_Exercise instructions_
Lines below containing the word "released" should be copied out.

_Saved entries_
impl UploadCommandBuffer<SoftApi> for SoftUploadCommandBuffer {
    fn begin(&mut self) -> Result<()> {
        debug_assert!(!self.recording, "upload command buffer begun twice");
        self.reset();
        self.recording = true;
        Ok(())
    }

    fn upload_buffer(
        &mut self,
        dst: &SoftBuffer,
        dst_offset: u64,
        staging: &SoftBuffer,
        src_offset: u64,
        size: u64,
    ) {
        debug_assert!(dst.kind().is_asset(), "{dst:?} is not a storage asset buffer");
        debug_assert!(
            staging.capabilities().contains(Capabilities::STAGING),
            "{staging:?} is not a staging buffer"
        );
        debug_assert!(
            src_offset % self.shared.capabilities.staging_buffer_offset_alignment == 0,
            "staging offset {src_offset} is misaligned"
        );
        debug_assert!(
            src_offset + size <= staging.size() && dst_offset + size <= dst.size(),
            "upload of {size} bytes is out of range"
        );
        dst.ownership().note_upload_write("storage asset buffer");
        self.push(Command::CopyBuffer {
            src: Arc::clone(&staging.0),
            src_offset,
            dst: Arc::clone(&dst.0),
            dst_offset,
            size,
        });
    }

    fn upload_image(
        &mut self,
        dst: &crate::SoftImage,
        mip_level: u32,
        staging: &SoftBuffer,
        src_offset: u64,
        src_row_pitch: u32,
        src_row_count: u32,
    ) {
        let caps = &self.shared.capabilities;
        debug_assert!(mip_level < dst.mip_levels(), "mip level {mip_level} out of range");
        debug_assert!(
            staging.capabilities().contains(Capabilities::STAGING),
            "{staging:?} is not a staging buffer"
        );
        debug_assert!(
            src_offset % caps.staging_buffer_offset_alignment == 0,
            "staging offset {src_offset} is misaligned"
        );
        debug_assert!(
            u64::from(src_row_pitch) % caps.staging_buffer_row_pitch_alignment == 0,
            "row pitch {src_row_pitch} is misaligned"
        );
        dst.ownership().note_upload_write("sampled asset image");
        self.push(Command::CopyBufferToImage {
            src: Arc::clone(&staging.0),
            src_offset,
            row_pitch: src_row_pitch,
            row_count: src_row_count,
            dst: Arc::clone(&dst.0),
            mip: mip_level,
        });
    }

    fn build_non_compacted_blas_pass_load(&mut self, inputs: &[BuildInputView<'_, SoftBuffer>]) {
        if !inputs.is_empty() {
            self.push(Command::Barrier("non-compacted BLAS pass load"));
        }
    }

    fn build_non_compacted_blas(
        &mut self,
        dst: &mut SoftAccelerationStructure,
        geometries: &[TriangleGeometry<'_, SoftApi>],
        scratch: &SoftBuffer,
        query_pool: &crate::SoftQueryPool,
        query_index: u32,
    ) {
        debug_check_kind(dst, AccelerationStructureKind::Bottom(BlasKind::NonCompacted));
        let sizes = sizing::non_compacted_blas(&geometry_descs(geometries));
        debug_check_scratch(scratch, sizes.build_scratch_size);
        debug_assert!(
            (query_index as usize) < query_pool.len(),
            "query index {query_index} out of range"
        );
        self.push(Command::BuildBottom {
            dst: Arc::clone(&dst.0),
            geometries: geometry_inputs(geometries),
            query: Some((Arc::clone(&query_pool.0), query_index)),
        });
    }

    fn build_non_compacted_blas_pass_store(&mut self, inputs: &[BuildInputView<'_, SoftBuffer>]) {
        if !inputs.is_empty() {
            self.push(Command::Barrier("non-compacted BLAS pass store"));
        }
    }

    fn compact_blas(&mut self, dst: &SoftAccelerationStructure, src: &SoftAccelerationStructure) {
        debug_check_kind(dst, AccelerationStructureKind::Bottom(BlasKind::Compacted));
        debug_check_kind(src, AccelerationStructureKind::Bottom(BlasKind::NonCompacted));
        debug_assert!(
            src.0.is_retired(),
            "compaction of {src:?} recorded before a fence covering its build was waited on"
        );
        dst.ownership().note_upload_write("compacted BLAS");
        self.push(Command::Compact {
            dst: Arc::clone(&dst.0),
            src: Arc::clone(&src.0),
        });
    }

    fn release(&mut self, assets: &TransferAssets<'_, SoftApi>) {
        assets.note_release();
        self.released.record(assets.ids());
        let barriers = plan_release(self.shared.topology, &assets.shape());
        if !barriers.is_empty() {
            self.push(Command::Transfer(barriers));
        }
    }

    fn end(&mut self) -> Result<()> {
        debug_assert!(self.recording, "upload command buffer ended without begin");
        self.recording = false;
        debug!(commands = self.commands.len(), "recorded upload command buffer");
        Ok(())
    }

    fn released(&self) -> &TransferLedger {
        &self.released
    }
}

_Exercise output_
        self.released.record(assets.ids());
    fn released(&self) -> &TransferLedger {
        &self.released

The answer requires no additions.